Os documentos oficiais em braille podem se tornar realidade no Estado do Rio de Janeiro a partir da aprovação de um projeto de lei que já cumpriu etapas importantes de tramitação na Assembleia Legislativa. A proposta prevê que pessoas com deficiência visual tenham acesso a registros pessoais emitidos no sistema de leitura braille.
De autoria do deputado estadual Filippe Poubel (PL), o Projeto de Lei nº 1040/2023 recebeu parecer favorável das comissões temáticas da Casa e poderá ser votado em plenário a partir do dia 3 de fevereiro. O texto propõe a atualização da Lei nº 8.486/2019, ampliando o conjunto de documentos que poderão ser confeccionados nesse formato acessível.
Entre os documentos contemplados estão certidão de nascimento, certidão de casamento, certidão de óbito, carteira de identidade, CPF, certificado de reservista, cédula de identidade de conselhos de classe, título de eleitor, carteira funcional de servidores estaduais e passaporte. A proposta tem como objetivo permitir que pessoas com deficiência visual tenham acesso direto às informações essenciais de seus próprios registros, sem a necessidade de auxílio de terceiros.
O projeto estabelece ainda que a emissão dos documentos em braille não poderá ter cobrança diferenciada.

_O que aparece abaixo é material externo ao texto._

use clinic_cms::clinic::AccessInfo;

use super::{layout, text};

/// Fixed weekly timetable, shown when the CMS has no hours group.
const DEFAULT_TIMETABLE: &str = r#"<table class="timetable">
<thead><tr><th>診療時間</th><th>月</th><th>火</th><th>水</th><th>木</th><th>金</th><th>土</th><th>日/祝</th></tr></thead>
<tbody>
<tr><td>09:00～12:30</td><td>●</td><td>●</td><td>●</td><td>／</td><td>●</td><td>▲</td><td>／</td></tr>
<tr><td>16:00〜19:00</td><td>●</td><td>●</td><td>●</td><td>／</td><td>●</td><td>／</td><td>／</td></tr>
</tbody>
</table>"#;

pub fn page(access: &AccessInfo) -> String {
    let hours = if access.hours.is_empty() {
        DEFAULT_TIMETABLE.to_string()
    } else {
        let rows: String = [
            ("平日", &access.hours.weekday),
            ("土曜", &access.hours.saturday),
            ("休診日", &access.hours.holiday),
        ]
        .iter()
        .filter_map(|(label, value)| {
            value
                .as_deref()
                .map(|v| format!("<tr><th>{label}</th><td>{}</td></tr>", text(v)))
        })
        .collect();
        format!(r#"<table class="hours">{rows}</table>"#)
    };

    let main = format!(
        r#"<section class="access">
<h1>アクセス</h1>
<div class="location">
<h2>所在地</h2>
<h3>住所</h3><p>{address}</p>
<h3>電話番号</h3><p class="phone">{phone}</p>
<p class="notice"><strong>ご注意</strong>：当院はラジオロジークリニックの一区画として併設されています。</p>
</div>
</section>
<section class="hours"><h2>診療時間</h2>{hours}</section>
<section class="reservation"><p>📞 お電話でのご予約：{phone}</p><p>💻 WEB予約：準備中</p></section>"#,
        address = text(&access.address),
        phone = text(&access.phone),
    );

    layout("アクセス", &main)
}
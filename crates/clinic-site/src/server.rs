use std::sync::Arc;

use axum::extract::{Path, State};
use axum::http::HeaderMap;
use axum::response::Html;
use axum::routing::get;
use axum::{Json, Router};
use clinic_cms::clinic::{AccessInfo, ClinicProfile, DoctorProfile};
use clinic_cms::field_view::describe_fields;
use clinic_cms::news::{NewsEntry, NewsSummary};
use clinic_cms::{CmsClient, CollectionQuery};
use serde_json::{json, Value};
use tower_http::trace::TraceLayer;
use tracing::debug;

use crate::admin_gate::AdminGate;
use crate::config::SiteConfig;
use crate::error::AppError;
use crate::render;

/// Newest first.
const NEWS_ORDER: &str = "-publishedAt";

#[derive(Clone)]
pub struct AppState {
    pub cms: Arc<CmsClient>,
    pub config: Arc<SiteConfig>,
    pub admin_gate: AdminGate,
}

impl AppState {
    pub fn new(cms: CmsClient, config: SiteConfig) -> Self {
        let admin_gate = AdminGate::new(config.admin_token.as_deref());
        Self {
            cms: Arc::new(cms),
            config: Arc::new(config),
            admin_gate,
        }
    }
}

pub fn router(state: AppState) -> Router {
    Router::new()
        .route("/", get(home))
        .route("/about", get(about))
        .route("/treatment", get(treatment))
        .route("/examination", get(examination))
        .route("/doctor", get(doctor))
        .route("/access", get(access))
        .route("/news", get(news_index))
        .route("/news/{id}", get(news_detail))
        .route("/admin", get(admin))
        .route("/health", get(health))
        .fallback(fallback)
        .layer(TraceLayer::new_for_http())
        .with_state(state)
}

type PageResult = Result<Html<String>, AppError>;

async fn home(State(state): State<AppState>) -> PageResult {
    let query = CollectionQuery::new()
        .orders(NEWS_ORDER)
        .limit(state.config.home_news_limit);
    let (info, news) = futures::try_join!(
        state.cms.fetch_clinic_info(),
        state.cms.fetch_news_list(&query)
    )?;

    let profile = ClinicProfile::from_record(&info);
    let news = NewsSummary::from_collection(&news);
    Ok(Html(render::home::page(&profile, &news)))
}

async fn about() -> Html<String> {
    Html(render::static_pages::about())
}

async fn treatment() -> Html<String> {
    Html(render::static_pages::treatment())
}

async fn examination() -> Html<String> {
    Html(render::static_pages::examination())
}

async fn doctor(State(state): State<AppState>) -> PageResult {
    let info = state.cms.fetch_clinic_info().await?;
    Ok(Html(render::doctor::page(&DoctorProfile::from_record(&info))))
}

async fn access(State(state): State<AppState>) -> PageResult {
    let info = state.cms.fetch_clinic_info().await?;
    Ok(Html(render::access::page(&AccessInfo::from_record(&info))))
}

async fn news_index(State(state): State<AppState>) -> PageResult {
    let query = CollectionQuery::new()
        .orders(NEWS_ORDER)
        .limit(state.config.news_limit);
    let collection = state.cms.fetch_news_list(&query).await?;
    let news = NewsSummary::from_collection(&collection);
    debug!(shown = news.len(), total = collection.total_count, "news index");
    Ok(Html(render::news::index(&news)))
}

async fn news_detail(State(state): State<AppState>, Path(id): Path<String>) -> PageResult {
    let record = state.cms.fetch_news_detail(&id).await?;
    Ok(Html(render::news::detail(&NewsEntry::from_record(&record))))
}

async fn admin(State(state): State<AppState>, headers: HeaderMap) -> PageResult {
    state.admin_gate.check(&headers)?;
    let info = state.cms.fetch_clinic_info().await?;
    Ok(Html(render::admin::page(&describe_fields(&info))))
}

async fn health() -> Json<Value> {
    Json(json!({ "status": "ok" }))
}

async fn fallback() -> AppError {
    AppError::NotFound
}
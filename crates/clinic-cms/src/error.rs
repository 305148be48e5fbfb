/// Error types for the CMS content client.
///
/// Three kinds matter to callers: configuration problems (fatal, no request was
/// attempted), upstream failures (transport, status, payload shape) and missing
/// entries. Field-level anomalies inside a fetched record are not errors; the
/// resolver absorbs them.
use reqwest::StatusCode;

#[derive(Debug, thiserror::Error)]
pub enum CmsError {
    #[error("config error: {0}")]
    Config(String),

    #[error("entry not found: {endpoint}/{id}")]
    NotFound { endpoint: String, id: String },

    #[error("request failed: {0}")]
    Request(#[from] reqwest::Error),

    #[error("invalid response JSON: {0}")]
    InvalidJson(#[from] serde_json::Error),

    #[error("upstream returned error: status={status} message={message}")]
    Upstream { status: StatusCode, message: String },

    #[error("upstream returned non-JSON error: status={status} body={body}")]
    UpstreamBody { status: StatusCode, body: String },

    #[error("unexpected payload shape: {0}")]
    UnexpectedShape(String),
}

/// Coarse classification used at the page-render boundary.
#[derive(Debug, Clone, Copy, PartialEq, Eq)]
pub enum ErrorKind {
    Configuration,
    Upstream,
    NotFound,
}

impl CmsError {
    pub fn kind(&self) -> ErrorKind {
        match self {
            CmsError::Config(_) => ErrorKind::Configuration,
            CmsError::NotFound { .. } => ErrorKind::NotFound,
            CmsError::Request(_)
            | CmsError::InvalidJson(_)
            | CmsError::Upstream { .. }
            | CmsError::UpstreamBody { .. }
            | CmsError::UnexpectedShape(_) => ErrorKind::Upstream,
        }
    }

    pub fn is_not_found(&self) -> bool {
        self.kind() == ErrorKind::NotFound
    }
}
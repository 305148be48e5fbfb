/// Site configuration loaded from environment variables.
///
/// CMS credentials are read separately by `clinic_cms::CmsClientConfig`.
#[derive(Debug, Clone)]
pub struct SiteConfig {
    /// Listen address, e.g. "0.0.0.0:3000".
    pub addr: String,
    /// Shared secret for the debug field listing. `None` disables the page.
    pub admin_token: Option<String>,
    /// Number of news entries shown on the home page.
    pub home_news_limit: u32,
    /// Number of news entries shown on the news index.
    pub news_limit: u32,
}

/// Collection endpoints return at most this many entries per request.
const MAX_PAGE_SIZE: u32 = 100;

impl SiteConfig {
    /// Load configuration from environment variables.
    ///
    /// Optional:
    /// - `SITE_ADDR`: listen address (default "0.0.0.0:3000")
    /// - `SITE_ADMIN_TOKEN`: enables `/admin` behind a bearer token
    /// - `SITE_HOME_NEWS_LIMIT`: news entries on the home page (default 3)
    /// - `SITE_NEWS_LIMIT`: news entries on the news index (default 100)
    pub fn from_env() -> Self {
        Self::from_lookup(|key| std::env::var(key).ok())
    }

    pub fn from_lookup<F>(lookup: F) -> Self
    where
        F: Fn(&str) -> Option<String>,
    {
        let addr = lookup("SITE_ADDR")
            .filter(|s| !s.trim().is_empty())
            .unwrap_or_else(|| "0.0.0.0:3000".to_string());

        let admin_token = lookup("SITE_ADMIN_TOKEN")
            .map(|s| s.trim().to_string())
            .filter(|s| !s.is_empty());

        let home_news_limit = parse_limit(lookup("SITE_HOME_NEWS_LIMIT"), 3);
        let news_limit = parse_limit(lookup("SITE_NEWS_LIMIT"), MAX_PAGE_SIZE);

        Self {
            addr,
            admin_token,
            home_news_limit,
            news_limit,
        }
    }
}

fn parse_limit(raw: Option<String>, default: u32) -> u32 {
    raw.and_then(|s| s.trim().parse::<u32>().ok())
        .filter(|&n| n > 0)
        .map(|n| n.min(MAX_PAGE_SIZE))
        .unwrap_or(default)
}

#[cfg(test)]
mod tests {
    use super::*;

    #[test]
    fn defaults_when_unset() {
        let config = SiteConfig::from_lookup(|_| None);
        assert_eq!(config.addr, "0.0.0.0:3000");
        assert_eq!(config.admin_token, None);
        assert_eq!(config.home_news_limit, 3);
        assert_eq!(config.news_limit, 100);
    }

    #[test]
    fn limits_are_clamped_and_validated() {
        let config = SiteConfig::from_lookup(|key| match key {
            "SITE_HOME_NEWS_LIMIT" => Some("0".into()),
            "SITE_NEWS_LIMIT" => Some("500".into()),
            "SITE_ADMIN_TOKEN" => Some("   ".into()),
            _ => None,
        });
        assert_eq!(config.home_news_limit, 3);
        assert_eq!(config.news_limit, 100);
        assert_eq!(config.admin_token, None);
    }
}
pub mod domain;
pub mod error;
pub mod protocol;

#[cfg(test)]
#[path = "tests/lib_tests.rs"]
mod tests;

Para pessoas com deficiência visual consideradas hipossuficientes, com renda mensal bruta de até um salário-mínimo, a gratuidade deverá ser integral.
A proposta também define que os órgãos e prestadores de serviço responsáveis pela emissão dos documentos terão prazo de até 60 dias, contados a partir da eventual publicação da lei, para se adequar às novas exigências. Para viabilizar a implementação, o governo estadual poderá utilizar recursos do Fundo Estadual de Combate à Pobreza, com autorização para abertura de créditos suplementares, se necessário.
Ao defender a iniciativa, Filippe Poubel afirmou que a medida busca assegurar direitos básicos às pessoas com deficiência visual. Com essa lei estaremos garantindo o direito à cidadania. Nada mais justo e equânime permitir ao deficiente visual obter os seus principais documentos confeccionados em Braille, declarou o parlamentar.
O projeto tem coautoria da deputada Índia Armelau (PL) e já recebeu parecer favorável das comissões de Constituição e Justiça, da Pessoa com Deficiência e de Defesa dos Direitos Humanos. A Comissão de Orçamento ainda deverá se manifestar antes da votação final em plenário.